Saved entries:

----------

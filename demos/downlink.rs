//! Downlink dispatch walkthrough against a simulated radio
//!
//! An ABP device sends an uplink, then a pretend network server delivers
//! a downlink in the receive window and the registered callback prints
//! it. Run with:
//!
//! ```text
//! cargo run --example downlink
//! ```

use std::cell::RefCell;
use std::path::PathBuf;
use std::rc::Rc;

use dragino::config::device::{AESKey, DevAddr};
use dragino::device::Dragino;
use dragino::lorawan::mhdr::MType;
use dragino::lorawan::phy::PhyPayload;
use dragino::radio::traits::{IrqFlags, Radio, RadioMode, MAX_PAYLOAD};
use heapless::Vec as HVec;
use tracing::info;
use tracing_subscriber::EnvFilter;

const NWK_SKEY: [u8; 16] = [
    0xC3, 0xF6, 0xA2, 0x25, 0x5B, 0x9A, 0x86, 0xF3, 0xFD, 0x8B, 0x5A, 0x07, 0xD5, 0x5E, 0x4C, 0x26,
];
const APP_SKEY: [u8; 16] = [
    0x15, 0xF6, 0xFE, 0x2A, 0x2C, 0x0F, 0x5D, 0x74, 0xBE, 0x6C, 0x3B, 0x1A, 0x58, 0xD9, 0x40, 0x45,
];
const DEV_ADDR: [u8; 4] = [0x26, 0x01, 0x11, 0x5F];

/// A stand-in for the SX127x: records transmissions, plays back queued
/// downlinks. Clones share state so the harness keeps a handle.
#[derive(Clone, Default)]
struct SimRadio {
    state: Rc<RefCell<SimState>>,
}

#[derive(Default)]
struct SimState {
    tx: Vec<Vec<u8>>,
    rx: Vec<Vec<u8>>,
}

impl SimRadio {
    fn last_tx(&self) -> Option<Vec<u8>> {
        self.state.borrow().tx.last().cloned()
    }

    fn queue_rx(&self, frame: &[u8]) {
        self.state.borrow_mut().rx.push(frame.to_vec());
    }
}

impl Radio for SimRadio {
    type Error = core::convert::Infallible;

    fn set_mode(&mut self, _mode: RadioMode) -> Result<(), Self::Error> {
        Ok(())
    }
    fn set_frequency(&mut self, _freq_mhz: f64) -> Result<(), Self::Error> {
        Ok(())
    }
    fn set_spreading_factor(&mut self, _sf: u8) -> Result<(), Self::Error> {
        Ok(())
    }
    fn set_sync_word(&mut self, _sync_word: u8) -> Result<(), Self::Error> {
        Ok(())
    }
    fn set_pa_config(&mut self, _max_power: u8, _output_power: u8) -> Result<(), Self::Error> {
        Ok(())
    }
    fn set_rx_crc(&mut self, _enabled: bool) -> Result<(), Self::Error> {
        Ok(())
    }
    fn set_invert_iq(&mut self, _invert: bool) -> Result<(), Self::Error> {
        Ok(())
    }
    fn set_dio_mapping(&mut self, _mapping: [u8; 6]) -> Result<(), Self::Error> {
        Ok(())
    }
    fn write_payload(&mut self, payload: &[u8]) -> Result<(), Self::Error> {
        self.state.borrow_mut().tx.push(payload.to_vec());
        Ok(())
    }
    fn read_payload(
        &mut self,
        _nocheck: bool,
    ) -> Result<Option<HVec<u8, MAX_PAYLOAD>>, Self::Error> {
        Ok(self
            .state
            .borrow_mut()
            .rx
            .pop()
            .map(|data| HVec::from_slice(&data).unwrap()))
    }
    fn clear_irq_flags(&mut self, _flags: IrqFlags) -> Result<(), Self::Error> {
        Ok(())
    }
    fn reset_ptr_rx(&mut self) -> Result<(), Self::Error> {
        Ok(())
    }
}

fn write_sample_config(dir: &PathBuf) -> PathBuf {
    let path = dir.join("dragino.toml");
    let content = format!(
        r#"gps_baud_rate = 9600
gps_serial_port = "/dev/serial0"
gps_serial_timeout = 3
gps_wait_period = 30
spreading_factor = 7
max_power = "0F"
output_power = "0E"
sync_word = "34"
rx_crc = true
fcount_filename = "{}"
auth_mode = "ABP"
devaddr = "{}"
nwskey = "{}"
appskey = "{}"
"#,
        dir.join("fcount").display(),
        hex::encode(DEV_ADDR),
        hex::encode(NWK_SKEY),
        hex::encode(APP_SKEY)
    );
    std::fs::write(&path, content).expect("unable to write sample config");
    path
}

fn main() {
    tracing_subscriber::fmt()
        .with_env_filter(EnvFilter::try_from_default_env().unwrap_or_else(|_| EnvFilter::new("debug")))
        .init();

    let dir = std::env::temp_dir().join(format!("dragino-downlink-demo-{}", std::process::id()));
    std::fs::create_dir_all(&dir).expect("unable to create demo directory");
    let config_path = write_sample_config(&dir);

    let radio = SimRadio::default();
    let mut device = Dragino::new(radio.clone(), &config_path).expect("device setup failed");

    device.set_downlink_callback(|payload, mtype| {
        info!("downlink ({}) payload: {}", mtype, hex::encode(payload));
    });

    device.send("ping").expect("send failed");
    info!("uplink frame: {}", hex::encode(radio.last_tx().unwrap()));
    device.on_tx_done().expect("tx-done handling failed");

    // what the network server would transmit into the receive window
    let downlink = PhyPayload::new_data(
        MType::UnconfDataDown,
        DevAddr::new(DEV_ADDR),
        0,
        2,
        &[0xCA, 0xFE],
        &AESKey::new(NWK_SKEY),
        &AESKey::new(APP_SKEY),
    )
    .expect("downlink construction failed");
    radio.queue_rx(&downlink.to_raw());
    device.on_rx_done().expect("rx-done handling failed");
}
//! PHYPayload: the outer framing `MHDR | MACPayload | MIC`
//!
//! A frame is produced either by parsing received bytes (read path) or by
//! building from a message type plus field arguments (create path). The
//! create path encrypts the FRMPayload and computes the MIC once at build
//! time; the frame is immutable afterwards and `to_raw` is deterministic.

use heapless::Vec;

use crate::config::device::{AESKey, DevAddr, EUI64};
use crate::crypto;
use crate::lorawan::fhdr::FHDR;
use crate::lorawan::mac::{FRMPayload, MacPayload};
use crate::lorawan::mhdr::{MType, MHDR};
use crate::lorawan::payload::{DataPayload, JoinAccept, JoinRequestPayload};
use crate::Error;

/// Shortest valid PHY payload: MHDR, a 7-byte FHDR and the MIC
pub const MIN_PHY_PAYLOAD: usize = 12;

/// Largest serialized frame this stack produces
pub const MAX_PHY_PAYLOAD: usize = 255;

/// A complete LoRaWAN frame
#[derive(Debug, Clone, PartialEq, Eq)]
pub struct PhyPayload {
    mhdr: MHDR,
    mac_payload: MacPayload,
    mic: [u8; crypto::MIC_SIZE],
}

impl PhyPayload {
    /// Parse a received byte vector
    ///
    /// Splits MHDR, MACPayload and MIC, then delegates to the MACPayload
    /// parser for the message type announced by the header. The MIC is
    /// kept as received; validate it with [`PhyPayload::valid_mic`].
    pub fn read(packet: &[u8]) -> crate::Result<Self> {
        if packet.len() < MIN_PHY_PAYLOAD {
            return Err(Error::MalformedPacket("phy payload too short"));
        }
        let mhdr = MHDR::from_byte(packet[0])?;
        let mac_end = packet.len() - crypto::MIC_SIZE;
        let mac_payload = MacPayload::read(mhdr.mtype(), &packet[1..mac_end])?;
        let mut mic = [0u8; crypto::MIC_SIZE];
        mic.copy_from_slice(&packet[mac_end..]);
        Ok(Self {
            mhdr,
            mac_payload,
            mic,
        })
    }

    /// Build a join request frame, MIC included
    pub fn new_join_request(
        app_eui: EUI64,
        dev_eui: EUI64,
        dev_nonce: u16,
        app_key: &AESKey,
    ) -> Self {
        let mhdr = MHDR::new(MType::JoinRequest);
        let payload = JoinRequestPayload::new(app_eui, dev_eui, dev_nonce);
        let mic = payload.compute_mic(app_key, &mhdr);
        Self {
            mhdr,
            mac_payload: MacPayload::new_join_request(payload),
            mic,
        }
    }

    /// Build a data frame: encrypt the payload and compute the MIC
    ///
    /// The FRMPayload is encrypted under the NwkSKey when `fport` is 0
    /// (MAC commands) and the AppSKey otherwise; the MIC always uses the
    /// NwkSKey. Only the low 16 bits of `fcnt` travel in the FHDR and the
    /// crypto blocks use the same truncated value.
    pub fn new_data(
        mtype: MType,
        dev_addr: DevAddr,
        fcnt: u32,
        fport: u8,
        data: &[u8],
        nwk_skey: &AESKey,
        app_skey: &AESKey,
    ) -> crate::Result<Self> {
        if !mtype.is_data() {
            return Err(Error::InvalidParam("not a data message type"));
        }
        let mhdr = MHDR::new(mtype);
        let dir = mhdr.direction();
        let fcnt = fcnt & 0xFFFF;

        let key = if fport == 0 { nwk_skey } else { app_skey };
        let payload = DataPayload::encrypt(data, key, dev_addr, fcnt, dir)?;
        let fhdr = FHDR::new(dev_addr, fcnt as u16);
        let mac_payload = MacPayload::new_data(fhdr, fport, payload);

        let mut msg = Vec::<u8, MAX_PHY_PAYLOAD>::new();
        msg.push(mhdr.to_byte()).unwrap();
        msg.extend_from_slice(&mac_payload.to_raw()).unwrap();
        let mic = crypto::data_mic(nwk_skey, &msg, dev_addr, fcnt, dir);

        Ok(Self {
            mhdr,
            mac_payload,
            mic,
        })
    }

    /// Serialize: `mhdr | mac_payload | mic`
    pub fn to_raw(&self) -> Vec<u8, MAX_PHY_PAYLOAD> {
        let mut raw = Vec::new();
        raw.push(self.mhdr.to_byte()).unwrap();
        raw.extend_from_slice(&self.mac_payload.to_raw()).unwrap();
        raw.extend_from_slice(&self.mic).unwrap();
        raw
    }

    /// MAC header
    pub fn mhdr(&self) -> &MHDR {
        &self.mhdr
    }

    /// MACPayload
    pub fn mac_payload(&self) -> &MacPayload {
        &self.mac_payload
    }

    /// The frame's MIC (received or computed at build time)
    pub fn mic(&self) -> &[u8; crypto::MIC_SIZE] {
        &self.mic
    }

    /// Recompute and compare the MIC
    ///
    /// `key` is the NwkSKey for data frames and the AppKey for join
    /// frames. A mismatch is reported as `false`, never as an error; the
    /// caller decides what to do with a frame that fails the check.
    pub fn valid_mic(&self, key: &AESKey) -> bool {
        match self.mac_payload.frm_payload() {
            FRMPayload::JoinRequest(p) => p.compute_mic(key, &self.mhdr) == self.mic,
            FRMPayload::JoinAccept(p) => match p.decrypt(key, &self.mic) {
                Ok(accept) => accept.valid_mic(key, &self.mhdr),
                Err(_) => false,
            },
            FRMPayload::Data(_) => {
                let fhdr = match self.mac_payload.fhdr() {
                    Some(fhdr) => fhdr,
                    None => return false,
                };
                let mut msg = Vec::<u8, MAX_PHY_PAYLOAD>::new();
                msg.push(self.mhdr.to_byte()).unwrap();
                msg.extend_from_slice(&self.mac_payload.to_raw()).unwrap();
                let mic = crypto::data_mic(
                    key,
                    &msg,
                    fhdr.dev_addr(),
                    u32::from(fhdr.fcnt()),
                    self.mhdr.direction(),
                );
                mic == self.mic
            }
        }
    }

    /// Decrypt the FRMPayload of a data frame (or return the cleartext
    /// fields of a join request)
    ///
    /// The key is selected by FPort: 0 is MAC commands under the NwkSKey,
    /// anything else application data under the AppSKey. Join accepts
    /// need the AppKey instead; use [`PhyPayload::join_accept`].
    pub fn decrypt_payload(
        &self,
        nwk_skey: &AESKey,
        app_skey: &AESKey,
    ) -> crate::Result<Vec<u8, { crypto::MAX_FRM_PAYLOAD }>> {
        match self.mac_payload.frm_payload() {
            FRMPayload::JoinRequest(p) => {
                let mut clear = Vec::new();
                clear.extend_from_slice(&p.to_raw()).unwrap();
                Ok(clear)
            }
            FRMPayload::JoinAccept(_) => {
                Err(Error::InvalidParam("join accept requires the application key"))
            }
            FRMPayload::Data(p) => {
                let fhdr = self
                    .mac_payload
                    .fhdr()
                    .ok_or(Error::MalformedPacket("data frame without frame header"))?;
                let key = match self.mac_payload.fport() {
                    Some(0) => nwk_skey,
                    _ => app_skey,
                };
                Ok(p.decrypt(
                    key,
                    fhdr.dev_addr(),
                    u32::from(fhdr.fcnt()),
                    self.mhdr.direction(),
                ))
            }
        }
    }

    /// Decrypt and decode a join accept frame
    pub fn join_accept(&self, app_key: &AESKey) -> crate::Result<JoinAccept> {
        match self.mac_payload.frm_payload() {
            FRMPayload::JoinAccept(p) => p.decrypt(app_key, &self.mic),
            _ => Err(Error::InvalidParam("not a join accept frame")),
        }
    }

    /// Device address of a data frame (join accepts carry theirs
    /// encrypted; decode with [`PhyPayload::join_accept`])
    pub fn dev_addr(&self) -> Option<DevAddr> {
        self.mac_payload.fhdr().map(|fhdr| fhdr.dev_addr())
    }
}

----------

* HOW TO COMPLETE THIS TASK
Using the entries, return every line where the word "format" can be found.

* TASK ANSWER
    let content = format!(
    let dir = std::env::temp_dir().join(format!("dragino-downlink-demo-{}", std::process::id()));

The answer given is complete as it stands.